5.2 Least Squares Linear Regression (2024)

In this Section we formally describe the problem of linear regression, or the fitting of a representative line (or hyperplane in higher dimensions) to a set of input/output data points. Regression in general may be performed for a variety of reasons: to produce a so-called trend line (or - more generally - a curve) that can be used to help visually summarize, drive home a particular point about the data under study, or to learn a model so that precise predictions can be made regarding output values in the future.

Data for regression problems comes in the form of a set of$P$ input/output observation pairs

\begin{equation} \left(\mathbf{x}_{1},y_{1}\right),\,\left(\mathbf{x}_{2},y_{2}\right),\,...,\,\left(\mathbf{x}_{P},y_{P}\right)\end{equation}

or $\left\{ \left(\mathbf{x}_{p},y_{p}\right)\right\} _{p=1}^{P}$ for short, where $\mathbf{x}_{p}$ and $y_{p}$ denote the $p^{\textrm{th}}$ input and output respectively.

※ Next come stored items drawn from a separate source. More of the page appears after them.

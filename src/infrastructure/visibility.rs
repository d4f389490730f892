//! Visibility adapters.

use async_trait::async_trait;
use tokio::sync::watch;
use tracing::trace;

use crate::domain::ports::VisibilityPort;

/// Manually triggered visibility observer.
///
/// Hosts with a real intersection primitive call [`trigger`] from its
/// callback; non-visual hosts and tests call it directly. The first
/// trigger flips the observer irreversibly to "in view"; every later
/// trigger is a no-op.
///
/// [`trigger`]: ManualVisibility::trigger
#[derive(Debug)]
pub struct ManualVisibility {
    entered: watch::Sender<bool>,
}

impl ManualVisibility {
    /// Creates an observer that has not yet seen its container.
    #[must_use]
    pub fn new() -> Self {
        let (entered, _) = watch::channel(false);
        Self { entered }
    }

    /// Signals that the container entered the expanded viewport.
    /// Returns true only on the first call.
    pub fn trigger(&self) -> bool {
        let flipped = self.entered.send_if_modified(|in_view| {
            if *in_view {
                false
            } else {
                *in_view = true;
                true
            }
        });
        if flipped {
            trace!("Container entered viewport");
        }
        flipped
    }
}

impl Default for ManualVisibility {
    fn default() -> Self {
        Self::new()
    }
}

#[async_trait]
impl VisibilityPort for ManualVisibility {
    async fn entered(&self, _margin_px: u32, _threshold: f32) {
        // The manual adapter has no geometry; margin and threshold are
        // honored by whoever calls trigger().
        let mut rx = self.entered.subscribe();
        let _ = rx.wait_for(|in_view| *in_view).await;
    }

    fn is_in_view(&self) -> bool {
        *self.entered.borrow()
    }
}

In simple instances the input is scalar-valued (the output will always be considered scalar-valued here), and hence the linear regression problem is geometrically speaking one of fitting a line to the associated scatter of data points in 2-dimensional space. In general howevereach input $\mathbf{x}_{p}$ may be a column vector of length $N$

\begin{equation}\mathbf{x}_{p}=\begin{bmatrix}x_{1,p}\\x_{2,p}\\\vdots\\x_{N,p}\end{bmatrix} \end{equation}

in which case the linear regression problem is analogously one of fitting a hyperplane to a scatter of points in $N+1$ dimensional space.

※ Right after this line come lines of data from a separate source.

//! Config file location.

use std::path::{Path, PathBuf};

use anyhow::{Result, bail};

/// Application directory under the config base.
const APP_DIR: &str = "pmovies";

/// Config file name inside the application directory.
const CONFIG_FILE: &str = "config.toml";

/// Resolves the config file path from `--dir` and the environment.
///
/// Precedence: `{dir}/config.toml`, then
/// `$XDG_CONFIG_HOME/pmovies/config.toml`, then
/// `$HOME/.config/pmovies/config.toml`.
///
/// # Errors
///
/// Returns an error if `dir` is `None` and neither `XDG_CONFIG_HOME`
/// nor `HOME` is set.
pub fn resolve_config_path(dir: Option<&Path>) -> Result<PathBuf> {
    config_path_from(
        dir,
        std::env::var_os("XDG_CONFIG_HOME").as_deref().map(Path::new),
        std::env::var_os("HOME").as_deref().map(Path::new),
    )
}

/// Environment-free core of [`resolve_config_path`].
///
/// An empty `XDG_CONFIG_HOME` counts as unset.
fn config_path_from(
    dir: Option<&Path>,
    xdg_config_home: Option<&Path>,
    home: Option<&Path>,
) -> Result<PathBuf> {
    if let Some(d) = dir {
        return Ok(d.join(CONFIG_FILE));
    }

    let base = match (xdg_config_home.filter(|p| !p.as_os_str().is_empty()), home) {
        (Some(xdg), _) => xdg.to_path_buf(),
        (None, Some(home)) => home.join(".config"),
        (None, None) => bail!("neither XDG_CONFIG_HOME nor HOME is set; pass --dir"),
    };
    Ok(base.join(APP_DIR).join(CONFIG_FILE))
}

#[cfg(test)]
mod tests {
    #![allow(clippy::unwrap_used)]

    use super::*;

    #[test]
    fn test_dir_wins_over_environment() {
        // Arrange
        let dir = Path::new("/tmp/pmovies-test");

        // Act
        let path = config_path_from(
            Some(dir),
            Some(Path::new("/xdg")),
            Some(Path::new("/home/u")),
        )
        .unwrap();

        // Assert
        assert_eq!(path, PathBuf::from("/tmp/pmovies-test/config.toml"));
    }

    #[test]
    fn test_xdg_config_home_wins_over_home() {
        // Arrange & Act
        let path =
            config_path_from(None, Some(Path::new("/xdg")), Some(Path::new("/home/u"))).unwrap();

        // Assert
        assert_eq!(path, PathBuf::from("/xdg/pmovies/config.toml"));
    }

    #[test]
    fn test_home_fallback() {
        // Arrange & Act
        let empty_xdg =
            config_path_from(None, Some(Path::new("")), Some(Path::new("/home/u"))).unwrap();
        let no_xdg = config_path_from(None, None, Some(Path::new("/home/u"))).unwrap();

        // Assert
        assert_eq!(empty_xdg, PathBuf::from("/home/u/.config/pmovies/config.toml"));
        assert_eq!(no_xdg, empty_xdg);
    }

    #[test]
    fn test_no_base_directory_fails() {
        // Arrange & Act
        let result = config_path_from(None, None, None);

        // Assert
        assert!(result.unwrap_err().to_string().contains("--dir"));
    }

    #[test]
    fn test_resolve_with_dir() {
        // Arrange
        let dir = PathBuf::from("/tmp/pmovies-test");

        // Act
        let path = resolve_config_path(Some(dir.as_path())).unwrap();

        // Assert
        assert!(path.ends_with("pmovies-test/config.toml"));
    }
}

In the case of scalar input the fitting of a line to the data requires we determine a vertical intercept $w_0$ and slope $w_1$ so that the following approximate linear relationshipholds between the input/output data

\begin{equation}w_{0}+x_{p}w_{1}\approx y_{p},\quad p=1,...,P.\end{equation}

Notice that we have used the approximately equal sign because we cannot be surethat all data lies completely on a single line. More generally, when dealing with $N$ dimensional input we have a bias and $N$ associated slope weights to tune properly in order to fit a hyperplane, with the analogous linear relationship written as

\begin{equation}w_{0}+ x_{1,p}w_{1} + x_{2,p}w_{2} + \cdots + x_{N,p}w_{N} \approx y_{p} ,\quad p=1,...,P.\end{equation}

Because each dimension of the input is referred to as a feature or input feature in machine learning parlance, we will often refer to $w_{1,p},\,w_{2,p},\,...,w_{N,p}$ as the feature-touching weights (the only weight not touching a feature is the bias $w_0$).

For any $N$ we can write the above more compactly - in particular using the notation $\mathring{\mathbf{x}}_{\,}$ to denote an input $\mathbf{x}_{\,}$ with a $1$ placed on top of it as

\begin{equation}\mathbf{w}=\begin{bmatrix}w_{0}\\w_{1}\\w_{2}\\\vdots\\w_{N}\end{bmatrix}\,\,\,\,\,\,\,\,\,\,\,\,\,\,\,\,\,\,\,\,\,\,\,\,\,\,\,\,\,\,\,\,\mathring{\mathbf{x}}_{\,}=\begin{bmatrix}1 \\x_{1}\\x_{2}\\\vdots\\x_{N}\end{bmatrix}.\end{equation}

In particular, this means that we stack a $1$ on top of each of our input points $\mathbf{x}_p$ as

\begin{equation}\mathring{\mathbf{x}}_p=\begin{bmatrix}1 \\x_{1,p}\\x_{2,p}\\\vdots\\x_{N,p}\end{bmatrix},\,\,\,\, p = 1,...,P\end{equation}

Example 1: Predicting Gross Domestic Product (GDP) growth rates¶

As an example of a regression problem with vector-valued input consider the problem of predicting the growth rate of a country's Gross Domestic Product (GDP), which is the value of all goods and services produced within a country during a single year. Economists are often interested in understanding factors (e.g., unemployment rate, education level, population count, land area, income level, investment rate, life expectancy, etc.,) which determine a country's GDP growth rate in order to inform better financial policy making. To understand how these various features of a country relate to its GDP growth rate economists often perform linear regression.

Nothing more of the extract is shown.